In both my case and Karin's we already have exercises that we're doing, so the Wii Fit is mainly for tracking and for a little variety in exercises. There's also the yoga portion, which impresses me. I've never done any yoga study, although there's some overlap with tai chi in terms of the breathing exercises. I think the balance board really helps with yoga because the virtual trainer can tell when you're doing something wrong balance-wise. Eyetoy:Kinetic was much less effective, since it was trying to see you, as opposed to measuring weight shifts.

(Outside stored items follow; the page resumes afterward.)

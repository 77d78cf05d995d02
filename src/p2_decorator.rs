// Pattern 2: Decorator Pattern - Composable Coffee Pricing
// Demonstrates stacking immutable wrappers that extend description and cost.

use colored::Colorize;

// ============================================================================
// Example: Priced Component
// ============================================================================

trait Coffee {
    fn description(&self) -> String;
    fn cost(&self) -> f64;
}

struct SimpleCoffee;

impl Coffee for SimpleCoffee {
    fn description(&self) -> String {
        "Simple Coffee".to_string()
    }

    fn cost(&self) -> f64 {
        5.0
    }
}

// ============================================================================
// Example: Decorators over Box<dyn Coffee>
// ============================================================================

// Each wrapper exclusively owns the component it decorates; description and
// cost recurse into the wrapped component and append/add.

struct MilkDecorator {
    wrapped: Box<dyn Coffee>,
}

impl Coffee for MilkDecorator {
    fn description(&self) -> String {
        format!("{} + Milk", self.wrapped.description())
    }

    fn cost(&self) -> f64 {
        self.wrapped.cost() + 1.5
    }
}

struct SugarDecorator {
    wrapped: Box<dyn Coffee>,
}

impl Coffee for SugarDecorator {
    fn description(&self) -> String {
        format!("{} + Sugar", self.wrapped.description())
    }

    fn cost(&self) -> f64 {
        self.wrapped.cost() + 0.5
    }
}

fn decorator_example() {
    let mut coffee: Box<dyn Coffee> = Box::new(SimpleCoffee);
    println!("{} ${:.1}", coffee.description(), coffee.cost());

    coffee = Box::new(MilkDecorator { wrapped: coffee });
    println!("{} ${:.1}", coffee.description(), coffee.cost());

    coffee = Box::new(SugarDecorator { wrapped: coffee });
    println!("{} ${:.1}", coffee.description(), coffee.cost());
}

// ============================================================================
// Tests
// ============================================================================

#[cfg(test)]
mod tests {
    use super::*;

    #[test]
    fn test_base_coffee() {
        let coffee = SimpleCoffee;
        assert_eq!(coffee.description(), "Simple Coffee");
        assert_eq!(coffee.cost(), 5.0);
    }

    #[test]
    fn test_milk_wrapping() {
        let coffee = MilkDecorator {
            wrapped: Box::new(SimpleCoffee),
        };
        assert_eq!(coffee.description(), "Simple Coffee + Milk");
        assert_eq!(coffee.cost(), 6.5);
    }

    #[test]
    fn test_milk_then_sugar() {
        let coffee = SugarDecorator {
            wrapped: Box::new(MilkDecorator {
                wrapped: Box::new(SimpleCoffee),
            }),
        };
        assert_eq!(coffee.description(), "Simple Coffee + Milk + Sugar");
        assert_eq!(coffee.cost(), 7.0);
    }

    #[test]
    fn test_wrapping_order_flips_description_not_cost() {
        let coffee = MilkDecorator {
            wrapped: Box::new(SugarDecorator {
                wrapped: Box::new(SimpleCoffee),
            }),
        };
        assert_eq!(coffee.description(), "Simple Coffee + Sugar + Milk");
        assert_eq!(coffee.cost(), 7.0);
    }

    #[test]
    fn test_deep_wrapping_keeps_accumulating() {
        let coffee = SugarDecorator {
            wrapped: Box::new(MilkDecorator {
                wrapped: Box::new(MilkDecorator {
                    wrapped: Box::new(SimpleCoffee),
                }),
            }),
        };
        assert_eq!(coffee.description(), "Simple Coffee + Milk + Milk + Sugar");
        assert_eq!(coffee.cost(), 8.5);
    }
}

fn main() {
    println!("{}", "Pattern 2: Decorator Pattern".bold());
    println!("===============================\n");

    println!("=== Composable Coffee Pricing ===");
    decorator_example();
}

I was (well I still am) tracking my weight manually and updating a spreadsheet every month, but the Wii can give you daily feedback. That's sort of a double-edged sword and frankly I think they could have done better with some of the commentary. The truth is that a shift of a pound or so in a day may just be random fluctuations. They mention that but it will still express disapproval over a half pound gain, which could easily be just a few extra glasses of water over the last day. It's also a bit odd because it asks if you are wearing "light" or "heavy" clothing and it considers "light" clothing as 2 pounds. Well my sneakers are 2.5 pounds by themselves, so I have to use the "heavy" option, even if I'm wearing T-shirt and shorts. It does have a custom option as well, but that seems like a slight hassle to weigh everything. It also doesn't track completely accurately versus my digital scale. It does most days but I've had one day where the Wii said I lost weight and the scale said I gained. Maybe my T-shirt that day was extra light, I dunno. It also uses Body Mass Index (BMI) which I gather can be somewhat inaccurate. According to it I should be trying to lose almost half of my body weight, which can't be that healthy. I'm overweight sure, but I don't know if a doctor would sign off on me losing over 100 pounds. I suppose I could go ask one, but who wants to do that?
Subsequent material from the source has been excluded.